Problem statement:
Every entry below is to be copied exactly as written.
━━ Source material
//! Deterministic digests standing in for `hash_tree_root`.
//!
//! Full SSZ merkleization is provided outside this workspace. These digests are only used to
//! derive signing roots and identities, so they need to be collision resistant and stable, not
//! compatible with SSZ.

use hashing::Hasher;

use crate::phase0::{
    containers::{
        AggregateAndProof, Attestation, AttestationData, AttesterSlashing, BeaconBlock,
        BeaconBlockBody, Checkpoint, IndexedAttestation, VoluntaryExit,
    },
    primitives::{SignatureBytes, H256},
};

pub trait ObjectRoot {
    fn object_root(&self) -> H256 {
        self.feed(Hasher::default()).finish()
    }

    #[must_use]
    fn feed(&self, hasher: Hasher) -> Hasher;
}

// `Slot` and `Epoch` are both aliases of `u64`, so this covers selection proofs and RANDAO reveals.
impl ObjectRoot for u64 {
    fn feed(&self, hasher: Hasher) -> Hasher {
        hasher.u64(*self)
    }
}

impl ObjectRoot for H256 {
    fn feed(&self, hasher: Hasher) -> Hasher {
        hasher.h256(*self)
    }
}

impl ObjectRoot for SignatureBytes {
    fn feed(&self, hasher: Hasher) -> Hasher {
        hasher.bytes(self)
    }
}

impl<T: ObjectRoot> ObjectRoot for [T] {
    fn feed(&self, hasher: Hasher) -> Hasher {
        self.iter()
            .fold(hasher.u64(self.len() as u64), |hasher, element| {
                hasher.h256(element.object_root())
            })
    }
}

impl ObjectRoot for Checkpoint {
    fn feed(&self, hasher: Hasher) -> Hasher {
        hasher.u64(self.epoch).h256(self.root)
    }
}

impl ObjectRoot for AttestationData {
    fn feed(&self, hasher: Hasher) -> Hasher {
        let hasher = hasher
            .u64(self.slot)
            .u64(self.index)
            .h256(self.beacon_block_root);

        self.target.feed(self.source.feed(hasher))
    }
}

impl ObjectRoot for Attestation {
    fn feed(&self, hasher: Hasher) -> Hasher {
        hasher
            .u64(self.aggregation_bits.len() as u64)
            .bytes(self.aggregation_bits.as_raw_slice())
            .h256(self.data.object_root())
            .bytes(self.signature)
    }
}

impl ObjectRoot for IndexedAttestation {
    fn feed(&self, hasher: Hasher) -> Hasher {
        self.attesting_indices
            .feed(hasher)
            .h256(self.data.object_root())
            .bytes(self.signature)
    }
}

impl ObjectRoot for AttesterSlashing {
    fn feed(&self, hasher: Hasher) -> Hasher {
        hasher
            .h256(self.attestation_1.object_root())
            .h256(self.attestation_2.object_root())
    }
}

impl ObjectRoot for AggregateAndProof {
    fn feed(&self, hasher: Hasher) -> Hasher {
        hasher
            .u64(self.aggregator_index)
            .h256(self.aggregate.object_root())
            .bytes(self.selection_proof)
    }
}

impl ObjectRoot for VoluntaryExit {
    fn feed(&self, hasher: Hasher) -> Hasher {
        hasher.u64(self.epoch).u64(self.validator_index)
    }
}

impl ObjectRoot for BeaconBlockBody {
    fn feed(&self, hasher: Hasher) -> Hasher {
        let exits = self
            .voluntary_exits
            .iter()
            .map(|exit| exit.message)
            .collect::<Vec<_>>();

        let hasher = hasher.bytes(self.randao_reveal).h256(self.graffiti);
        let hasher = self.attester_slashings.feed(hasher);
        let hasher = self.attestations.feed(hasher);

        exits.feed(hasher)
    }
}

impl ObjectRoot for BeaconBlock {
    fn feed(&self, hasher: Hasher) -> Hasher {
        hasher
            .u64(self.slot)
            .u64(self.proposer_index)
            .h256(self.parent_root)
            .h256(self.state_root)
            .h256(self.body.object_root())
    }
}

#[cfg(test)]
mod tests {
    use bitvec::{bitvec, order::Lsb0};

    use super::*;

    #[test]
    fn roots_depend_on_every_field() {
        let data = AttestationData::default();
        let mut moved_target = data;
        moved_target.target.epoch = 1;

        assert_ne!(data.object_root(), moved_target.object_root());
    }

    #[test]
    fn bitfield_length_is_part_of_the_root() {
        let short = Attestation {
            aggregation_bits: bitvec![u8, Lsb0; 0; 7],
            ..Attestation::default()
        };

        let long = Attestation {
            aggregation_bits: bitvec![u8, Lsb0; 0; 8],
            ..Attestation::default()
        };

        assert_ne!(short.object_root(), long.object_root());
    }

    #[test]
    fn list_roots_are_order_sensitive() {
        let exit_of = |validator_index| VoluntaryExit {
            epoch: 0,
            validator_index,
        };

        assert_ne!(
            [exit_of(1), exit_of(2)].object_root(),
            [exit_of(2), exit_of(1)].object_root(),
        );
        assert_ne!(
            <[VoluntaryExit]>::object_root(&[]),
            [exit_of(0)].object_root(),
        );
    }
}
━━━━
Response:
//! Deterministic digests standing in for `hash_tree_root`.
//!
//! Full SSZ merkleization is provided outside this workspace. These digests are only used to
//! derive signing roots and identities, so they need to be collision resistant and stable, not
//! compatible with SSZ.

use hashing::Hasher;

use crate::phase0::{
    containers::{
        AggregateAndProof, Attestation, AttestationData, AttesterSlashing, BeaconBlock,
        BeaconBlockBody, Checkpoint, IndexedAttestation, VoluntaryExit,
    },
    primitives::{SignatureBytes, H256},
};

pub trait ObjectRoot {
    fn object_root(&self) -> H256 {
        self.feed(Hasher::default()).finish()
    }

    #[must_use]
    fn feed(&self, hasher: Hasher) -> Hasher;
}

// `Slot` and `Epoch` are both aliases of `u64`, so this covers selection proofs and RANDAO reveals.
impl ObjectRoot for u64 {
    fn feed(&self, hasher: Hasher) -> Hasher {
        hasher.u64(*self)
    }
}

impl ObjectRoot for H256 {
    fn feed(&self, hasher: Hasher) -> Hasher {
        hasher.h256(*self)
    }
}

impl ObjectRoot for SignatureBytes {
    fn feed(&self, hasher: Hasher) -> Hasher {
        hasher.bytes(self)
    }
}

impl<T: ObjectRoot> ObjectRoot for [T] {
    fn feed(&self, hasher: Hasher) -> Hasher {
        self.iter()
            .fold(hasher.u64(self.len() as u64), |hasher, element| {
                hasher.h256(element.object_root())
            })
    }
}

impl ObjectRoot for Checkpoint {
    fn feed(&self, hasher: Hasher) -> Hasher {
        hasher.u64(self.epoch).h256(self.root)
    }
}

impl ObjectRoot for AttestationData {
    fn feed(&self, hasher: Hasher) -> Hasher {
        let hasher = hasher
            .u64(self.slot)
            .u64(self.index)
            .h256(self.beacon_block_root);

        self.target.feed(self.source.feed(hasher))
    }
}

impl ObjectRoot for Attestation {
    fn feed(&self, hasher: Hasher) -> Hasher {
        hasher
            .u64(self.aggregation_bits.len() as u64)
            .bytes(self.aggregation_bits.as_raw_slice())
            .h256(self.data.object_root())
            .bytes(self.signature)
    }
}

impl ObjectRoot for IndexedAttestation {
    fn feed(&self, hasher: Hasher) -> Hasher {
        self.attesting_indices
            .feed(hasher)
            .h256(self.data.object_root())
            .bytes(self.signature)
    }
}

impl ObjectRoot for AttesterSlashing {
    fn feed(&self, hasher: Hasher) -> Hasher {
        hasher
            .h256(self.attestation_1.object_root())
            .h256(self.attestation_2.object_root())
    }
}

impl ObjectRoot for AggregateAndProof {
    fn feed(&self, hasher: Hasher) -> Hasher {
        hasher
            .u64(self.aggregator_index)
            .h256(self.aggregate.object_root())
            .bytes(self.selection_proof)
    }
}

impl ObjectRoot for VoluntaryExit {
    fn feed(&self, hasher: Hasher) -> Hasher {
        hasher.u64(self.epoch).u64(self.validator_index)
    }
}

impl ObjectRoot for BeaconBlockBody {
    fn feed(&self, hasher: Hasher) -> Hasher {
        let exits = self
            .voluntary_exits
            .iter()
            .map(|exit| exit.message)
            .collect::<Vec<_>>();

        let hasher = hasher.bytes(self.randao_reveal).h256(self.graffiti);
        let hasher = self.attester_slashings.feed(hasher);
        let hasher = self.attestations.feed(hasher);

        exits.feed(hasher)
    }
}

impl ObjectRoot for BeaconBlock {
    fn feed(&self, hasher: Hasher) -> Hasher {
        hasher
            .u64(self.slot)
            .u64(self.proposer_index)
            .h256(self.parent_root)
            .h256(self.state_root)
            .h256(self.body.object_root())
    }
}

#[cfg(test)]
mod tests {
    use bitvec::{bitvec, order::Lsb0};

    use super::*;

    #[test]
    fn roots_depend_on_every_field() {
        let data = AttestationData::default();
        let mut moved_target = data;
        moved_target.target.epoch = 1;

        assert_ne!(data.object_root(), moved_target.object_root());
    }

    #[test]
    fn bitfield_length_is_part_of_the_root() {
        let short = Attestation {
            aggregation_bits: bitvec![u8, Lsb0; 0; 7],
            ..Attestation::default()
        };

        let long = Attestation {
            aggregation_bits: bitvec![u8, Lsb0; 0; 8],
            ..Attestation::default()
        };

        assert_ne!(short.object_root(), long.object_root());
    }

    #[test]
    fn list_roots_are_order_sensitive() {
        let exit_of = |validator_index| VoluntaryExit {
            epoch: 0,
            validator_index,
        };

        assert_ne!(
            [exit_of(1), exit_of(2)].object_root(),
            [exit_of(2), exit_of(1)].object_root(),
        );
        assert_ne!(
            <[VoluntaryExit]>::object_root(&[]),
            [exit_of(0)].object_root(),
        );
    }
}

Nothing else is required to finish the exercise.